As Chief Justice Marshall said in Osborne v. Bank of the United States [1824], any well-constructed government must have authority to enforce its own laws. The want of such authority was mentioned again and again as one of the leading defects of the Articles of Confederation.

In posts to follow, we will look more closely at the president's individual arguments.

Sunday, September 16, 2007

President Buchanan and the Militia I


I am late in noting it, but Big Mo has done his usual excellent job on James Buchanan. I'd like to use Big Mo's post, however, as an excuse to look a little more closely at President Buchanan's position concerning his authority to call out the militia to suppress insurrection.

In his final State of the Union Address, dated December 3, 1860, President Buchanan asserted that secession was unconstitutional. However, he claimed, the president did not have the legal authority to call out the militia to suppress insurrections that encompassed an entire state. His argument breaks down into two parts. First he asserted that the executive did not have statutory authority to suppress the insurrection then in progress in South Carolina. Second, he denied that the Constitution granted the Congress the power to pass such a statute.

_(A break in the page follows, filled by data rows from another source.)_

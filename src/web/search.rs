//! News search provider.
//!
//! Turns a query into `WebCandidate`s. The query language decides the
//! `hl` parameter; queries in unsupported languages are not searched at all.

use std::thread::sleep;
use std::time::Duration;

use once_cell::sync::Lazy;
use regex::Regex;
use reqwest::blocking::Client;
use reqwest::StatusCode;
use serde::Deserialize;

use crate::config::WebSearchConfig;
use crate::errors::{kind_for_status, ErrorKind};
use crate::semantic::truncate_chars;
use crate::types::WebCandidate;
use crate::web::lang::detect_locale;

const USER_AGENT: &str =
    "Mozilla/5.0 (Windows NT 10.0; Win64; x64) AppleWebKit/537.36 (KHTML, like Gecko) Chrome/120.0.0.0 Safari/537.36";

const PROVIDER_NAME: &str = "serper";
const CANDIDATE_NOTE: &str = "Searched from the web";
const MAX_SNIPPET_CHARS: usize = 400;
const MAX_RESULTS: usize = 10;

static WHITESPACE: Lazy<Regex> = Lazy::new(|| Regex::new(r"\s+").expect("Failed to compile whitespace regex"));
static ENTITY: Lazy<Regex> = Lazy::new(|| {
    Regex::new(r"&(#[0-9]{1,7}|#[xX][0-9a-fA-F]{1,6}|[a-zA-Z]{2,8});").expect("Failed to compile entity regex")
});

#[derive(Debug, thiserror::Error)]
pub enum SearchProviderError {
    #[error("No search provider configured (set SERPAPI_API_KEY)")]
    NoProviderConfigured,

    #[error("Search provider still failing after {attempts} attempts: {last}")]
    RetriesExhausted { attempts: usize, last: String },

    #[error("Search provider returned {status}: {body}")]
    Status { status: u16, body: String },

    #[error("Could not decode search response: {0}")]
    Decode(String),

    #[error("Failed to build HTTP client: {0}")]
    Client(#[from] reqwest::Error),
}

impl SearchProviderError {
    pub fn kind(&self) -> ErrorKind {
        match self {
            SearchProviderError::NoProviderConfigured | SearchProviderError::Client(_) => {
                ErrorKind::Configuration
            }
            SearchProviderError::Status { status, .. } => kind_for_status(*status),
            SearchProviderError::RetriesExhausted { .. } | SearchProviderError::Decode(_) => {
                ErrorKind::TransientProvider
            }
        }
    }
}

/// Anything that can produce candidate pages for a query.
pub trait WebSearch: Send + Sync {
    /// At most `k` candidates, provider order.
    fn search(&self, query: &str, k: usize) -> Result<Vec<WebCandidate>, SearchProviderError>;
}

/// Serper news endpoint.
pub struct SerperProvider {
    client: Client,
    endpoint: String,
    api_key: Option<String>,
    country: String,
    location: String,
    google_domain: String,
    disallowed_domains: Vec<String>,
    /// Sleep before each attempt; the first entry is the initial request
    schedule: Vec<Duration>,
}

impl SerperProvider {
    pub fn new(config: &WebSearchConfig, api_key: Option<String>) -> Result<Self, SearchProviderError> {
        let client = Client::builder()
            .user_agent(USER_AGENT)
            .timeout(Duration::from_secs(config.timeout_secs))
            .build()?;

        let schedule = std::iter::once(Duration::ZERO)
            .chain(config.retry_backoff_secs.iter().map(|s| Duration::from_secs(*s)))
            .collect();

        Ok(Self {
            client,
            endpoint: config.endpoint.clone(),
            api_key,
            country: config.country.clone(),
            location: config.location.clone(),
            google_domain: config.google_domain.clone(),
            disallowed_domains: config
                .disallowed_domains
                .iter()
                .map(|d| d.trim().trim_start_matches('.').to_lowercase())
                .collect(),
            schedule,
        })
    }

    fn request_news(
        &self,
        params: &[(&str, String)],
        api_key: &str,
    ) -> Result<NewsResponse, SearchProviderError> {
        let mut last = String::new();

        for (attempt, backoff) in self.schedule.iter().enumerate() {
            if !backoff.is_zero() {
                sleep(*backoff);
            }

            let resp = match self
                .client
                .get(&self.endpoint)
                .header("X-API-KEY", api_key)
                .query(params)
                .send()
            {
                Ok(resp) => resp,
                Err(err) => {
                    log::warn!("search request failed (attempt {}): {err}", attempt + 1);
                    last = err.to_string();
                    continue;
                }
            };

            let status = resp.status();
            if is_retryable(status) {
                log::warn!("retryable search status={status} attempt={}", attempt + 1);
                last = status.to_string();
                continue;
            }

            if !status.is_success() {
                let body = resp.text().unwrap_or_default();
                log::error!("search failed status={status} body={body}");
                return Err(SearchProviderError::Status {
                    status: status.as_u16(),
                    body,
                });
            }

            return resp
                .json::<NewsResponse>()
                .map_err(|e| SearchProviderError::Decode(e.to_string()));
        }

        Err(SearchProviderError::RetriesExhausted {
            attempts: self.schedule.len(),
            last,
        })
    }

    fn to_candidates(&self, response: NewsResponse, k: usize) -> Vec<WebCandidate> {
        response
            .news
            .into_iter()
            .filter_map(|item| {
                let link = item.link.filter(|l| !l.trim().is_empty())?;
                if is_disallowed(&link, &self.disallowed_domains) {
                    log::debug!("dropping disallowed result {link}");
                    return None;
                }
                Some(WebCandidate {
                    title: item.title.unwrap_or_default(),
                    url: link,
                    snippet: clean_snippet(item.snippet.as_deref().unwrap_or_default()),
                    source: item
                        .source
                        .filter(|s| !s.is_empty())
                        .unwrap_or_else(|| "web".to_string()),
                    provider: PROVIDER_NAME.to_string(),
                    note: CANDIDATE_NOTE.to_string(),
                })
            })
            .take(k)
            .collect()
    }
}

impl WebSearch for SerperProvider {
    fn search(&self, query: &str, k: usize) -> Result<Vec<WebCandidate>, SearchProviderError> {
        let api_key = self
            .api_key
            .as_deref()
            .ok_or(SearchProviderError::NoProviderConfigured)?;

        let Some(locale) = detect_locale(query) else {
            log::info!("unsupported query language, no web search");
            return Ok(vec![]);
        };

        if k == 0 {
            return Ok(vec![]);
        }

        let params = [
            ("engine", "google".to_string()),
            ("location", self.location.clone()),
            ("q", query.to_string()),
            ("hl", locale.hl().to_string()),
            ("gl", self.country.clone()),
            ("num", k.clamp(1, MAX_RESULTS).to_string()),
            ("google_domain", self.google_domain.clone()),
            ("api_key", api_key.to_string()),
        ];

        let response = self.request_news(&params, api_key)?;
        let candidates = self.to_candidates(response, k);
        log::info!("web search hl={} candidates={}", locale.hl(), candidates.len());

        Ok(candidates)
    }
}

fn is_retryable(status: StatusCode) -> bool {
    matches!(status.as_u16(), 429 | 500 | 502 | 503 | 504)
}

/// True when the URL's host is one of `domains` or a subdomain of one.
/// Links that do not parse are treated as disallowed.
pub fn is_disallowed(link: &str, domains: &[String]) -> bool {
    let host = match url::Url::parse(link) {
        Ok(url) => match url.host_str() {
            Some(host) => host.to_lowercase(),
            None => return true,
        },
        Err(_) => return true,
    };

    domains
        .iter()
        .any(|d| host == *d || host.ends_with(&format!(".{d}")))
}

/// Unescape HTML entities, collapse whitespace, cut at 400 characters.
pub fn clean_snippet(text: &str) -> String {
    if text.is_empty() {
        return String::new();
    }

    let unescaped = unescape_entities(text);
    let collapsed = WHITESPACE.replace_all(&unescaped, " ");

    truncate_chars(collapsed.trim(), MAX_SNIPPET_CHARS).to_string()
}

/// Decode numeric and common named entities in one pass. Markup is left
/// alone, so `x<y` survives; unknown entities stay as written.
fn unescape_entities(text: &str) -> String {
    ENTITY
        .replace_all(text, |caps: &regex::Captures| {
            let name = &caps[1];
            let decoded = match name.strip_prefix('#') {
                Some(num) => {
                    let code = match num.strip_prefix(['x', 'X']) {
                        Some(hex) => u32::from_str_radix(hex, 16).ok(),
                        None => num.parse::<u32>().ok(),
                    };
                    code.and_then(char::from_u32)
                }
                None => named_entity(name),
            };
            match decoded {
                Some(c) => c.to_string(),
                None => caps[0].to_string(),
            }
        })
        .into_owned()
}

fn named_entity(name: &str) -> Option<char> {
    let c = match name {
        "amp" => '&',
        "lt" => '<',
        "gt" => '>',
        "quot" => '"',
        "apos" => '\'',
        "nbsp" => '\u{a0}',
        "ndash" => '\u{2013}',
        "mdash" => '\u{2014}',
        "lsquo" => '\u{2018}',
        "rsquo" => '\u{2019}',
        "ldquo" => '\u{201c}',
        "rdquo" => '\u{201d}',
        "hellip" => '\u{2026}',
        _ => return None,
    };
    Some(c)
}

#[derive(Debug, Deserialize)]
struct NewsResponse {
    #[serde(default)]
    news: Vec<NewsItem>,
}

#[derive(Debug, Deserialize)]
struct NewsItem {
    title: Option<String>,
    link: Option<String>,
    snippet: Option<String>,
    source: Option<String>,
}

#[cfg(test)]
mod tests {
    use super::*;

    fn domains() -> Vec<String> {
        WebSearchConfig::default().disallowed_domains
    }

    fn provider() -> SerperProvider {
        SerperProvider::new(&WebSearchConfig::default(), Some("key".to_string())).unwrap()
    }

    #[test]
    fn test_disallowed_hosts_and_subdomains() {
        let d = domains();
        assert!(is_disallowed("https://facebook.com/story", &d));
        assert!(is_disallowed("https://m.facebook.com/story", &d));
        assert!(is_disallowed("https://t.co/abc", &d));
        assert!(is_disallowed("not a url", &d));
        assert!(!is_disallowed("https://www.thestar.com.my/news", &d));
        // substring is not enough
        assert!(!is_disallowed("https://notx.com/a", &d));
        assert!(!is_disallowed("https://example.com/facebook.com", &d));
    }

    #[test]
    fn test_clean_snippet() {
        assert_eq!(
            clean_snippet("Ringgit &amp; bonds\n\n  rally &quot;sharply&quot;"),
            "Ringgit & bonds rally \"sharply\""
        );
        assert_eq!(clean_snippet(""), "");
        assert_eq!(clean_snippet("RM1&#8217;s &#x41;&amp;lt; &bogus;"), "RM1\u{2019}s A&lt; &bogus;");

        let long = "a ".repeat(500);
        assert_eq!(clean_snippet(&long).chars().count(), MAX_SNIPPET_CHARS);
    }

    #[test]
    fn test_clean_snippet_keeps_angle_brackets() {
        assert_eq!(
            clean_snippet("inflation x<y while rates &gt; 3% stay"),
            "inflation x<y while rates > 3% stay"
        );
        assert_eq!(clean_snippet("<b>Banjir</b> kilat"), "<b>Banjir</b> kilat");
    }

    #[test]
    fn test_candidates_filtered_and_capped() {
        let response: NewsResponse = serde_json::from_value(serde_json::json!({
            "news": [
                {"title": "One", "link": "https://www.bernama.com/1", "snippet": "s1", "source": "Bernama"},
                {"title": "Social", "link": "https://www.facebook.com/post", "snippet": "s"},
                {"title": "No link", "snippet": "s"},
                {"title": "Two", "link": "https://www.malaymail.com/2", "snippet": "s2"},
                {"title": "Three", "link": "https://www.thestar.com.my/3", "snippet": "s3"}
            ]
        }))
        .unwrap();

        let candidates = provider().to_candidates(response, 2);
        assert_eq!(candidates.len(), 2);
        assert_eq!(candidates[0].source, "Bernama");
        assert_eq!(candidates[1].title, "Two");
        assert_eq!(candidates[1].source, "web");
        assert_eq!(candidates[1].provider, "serper");
        assert_eq!(candidates[1].note, "Searched from the web");
    }

    #[test]
    fn test_missing_key() {
        let provider = SerperProvider::new(&WebSearchConfig::default(), None).unwrap();
        let err = provider.search("latest news on floods", 3).unwrap_err();
        assert!(matches!(err, SearchProviderError::NoProviderConfigured));
        assert_eq!(err.kind(), ErrorKind::Configuration);
    }

    #[test]
    fn test_unsupported_language_skips_request() {
        // endpoint is unreachable, so any request would fail
        let mut config = WebSearchConfig::default();
        config.endpoint = "http://127.0.0.1:9/news".to_string();
        config.retry_backoff_secs = vec![];
        let provider = SerperProvider::new(&config, Some("key".to_string())).unwrap();

        let results = provider.search("Quelle est la capitale de la France ?", 3).unwrap();
        assert!(results.is_empty());
    }
}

In order to keep posts to manageable length, I am going to divide the discussion into several parts. This post discusses President Buchanan's statutory argument. A later post (or posts) will review his assertions about the Constitution.

In his discussion of the Executive's responsibility to suppress insurrection, the president first conceded that South Carolina was then in a state of insurrection (although the state did not secede until December 20):
What, in the meantime, is the responsibility and true position of the Executive? He is bound by solemn oath, before God and the country, "to take care that the laws be faithfully executed," and from this obligation he can not be absolved by any human power. But what if the performance of this duty, in whole or in part, has been rendered impracticable by events over which he could have exercised no control? Such at the present moment is the case throughout the State of South Carolina so far as the laws of the United States to secure the administration of justice by means of the Federal judiciary are concerned. All the Federal officers within its limits through whose agency alone these laws can be carried into execution have already resigned. We no longer have a district judge, a district attorney, or a marshal in South Carolina. In fact, the whole machinery of the Federal Government necessary for the distribution of remedial justice among the people has been demolished, and it would be difficult, if not impossible, to replace it.

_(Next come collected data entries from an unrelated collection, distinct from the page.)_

use std::sync::Arc;
use std::time::Duration;

use anyhow::{Context, Result};

use crate::config::{env_secret, Config, FetcherKind, GEMINI_API_KEY_ENV, SEARCH_API_KEY_ENV};
use crate::router::Router;
use crate::semantic::{
    BuildOptions, Embedder, EmbeddingClient, IndexBuilder, IndexPaths, InternalSearchService,
};
use crate::web::{
    ExtractionWorker, FetchOrchestrator, GeminiExtractor, HttpFetcher, PageFetcher,
    SerperProvider, WebRetriever,
};

/// Builds the pipeline services from `Config` and environment secrets.
///
/// Missing API keys are not an error here; each client reports its own
/// missing key on first use.
pub struct ServiceFactory;

impl ServiceFactory {
    pub fn embedder(config: &Config) -> Result<Arc<dyn Embedder>> {
        let client = EmbeddingClient::new(&config.embedding, env_secret(GEMINI_API_KEY_ENV))
            .context("Failed to create embedding client")?;
        Ok(Arc::new(client))
    }

    pub fn index_builder(config: &Config, show_progress: bool) -> Result<IndexBuilder> {
        let options = BuildOptions {
            show_progress,
            ..BuildOptions::from(&config.index)
        };
        Ok(IndexBuilder::new(Self::embedder(config)?, options))
    }

    pub fn internal_search(config: &Config) -> Result<Arc<InternalSearchService>> {
        Ok(Arc::new(InternalSearchService::new(
            Self::embedder(config)?,
            IndexPaths::from_config(config),
        )))
    }

    pub fn page_fetcher(config: &Config) -> Arc<dyn PageFetcher> {
        let timeout = Duration::from_secs(config.extraction.timeout_secs);
        match config.extraction.fetcher {
            FetcherKind::Http => Arc::new(HttpFetcher::new(timeout)),
            #[cfg(feature = "headless")]
            FetcherKind::Headless => Arc::new(crate::web::HeadlessFetcher::new(timeout)),
            #[cfg(not(feature = "headless"))]
            FetcherKind::Headless => {
                log::warn!("built without the headless feature, fetching pages over plain HTTP");
                Arc::new(HttpFetcher::new(timeout))
            }
        }
    }

    pub fn web_retriever(config: &Config) -> Result<WebRetriever> {
        let search = SerperProvider::new(&config.web_search, env_secret(SEARCH_API_KEY_ENV))
            .context("Failed to create search provider")?;
        let extractor = GeminiExtractor::new(&config.extraction, env_secret(GEMINI_API_KEY_ENV))
            .context("Failed to create extraction client")?;

        let worker = ExtractionWorker::new(
            Self::page_fetcher(config),
            Arc::new(extractor),
            config.extraction.page_char_limit,
        );
        let orchestrator = FetchOrchestrator::new(Arc::new(worker), config.router.batch_deadline());

        Ok(WebRetriever::new(Arc::new(search), orchestrator))
    }

    pub fn router(config: &Config) -> Result<Router> {
        Ok(Router::new(
            Self::internal_search(config)?,
            Self::web_retriever(config)?,
            config.router.confidence_threshold,
        ))
    }
}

President Buchanan then turned to his statutory authority as it then existed. The core of his argument seems to have been that he was required first to command the insurgents to disperse, and that he could not do so where no federal authority existed:
The only acts of Congress on the statute book bearing upon this subject are those of February 28, 1795, and March 3, 1807. These authorize the President, after he shall have ascertained that the marshal, with his posse comitatus, is unable to execute civil or criminal process in any particular case, to call forth the militia and employ the Army and Navy to aid him in performing this service, having first by proclamation commanded the insurgents "to disperse and retire peaceably to their respective abodes within a limited time" This duty can not by possibility be performed in a State where no judicial authority exists to issue process, and where there is no marshal to execute it, and where, even if there were such an officer, the entire population would constitute one solid combination to resist him.

In short, he maintained that his statutory authority did not permit him to call out the militia and that only Congress had the power to determine whether it could or should amend the law (as we will see in a later post or posts, he concluded they did not):
The bare enumeration of these provisions proves how inadequate they are without further legislation to overcome a united opposition in a single State, not to speak of other States who may place themselves in a similar attitude. Congress alone has power to decide whether the present laws can or can not be amended so as to carry out more effectually the objects of the Constitution.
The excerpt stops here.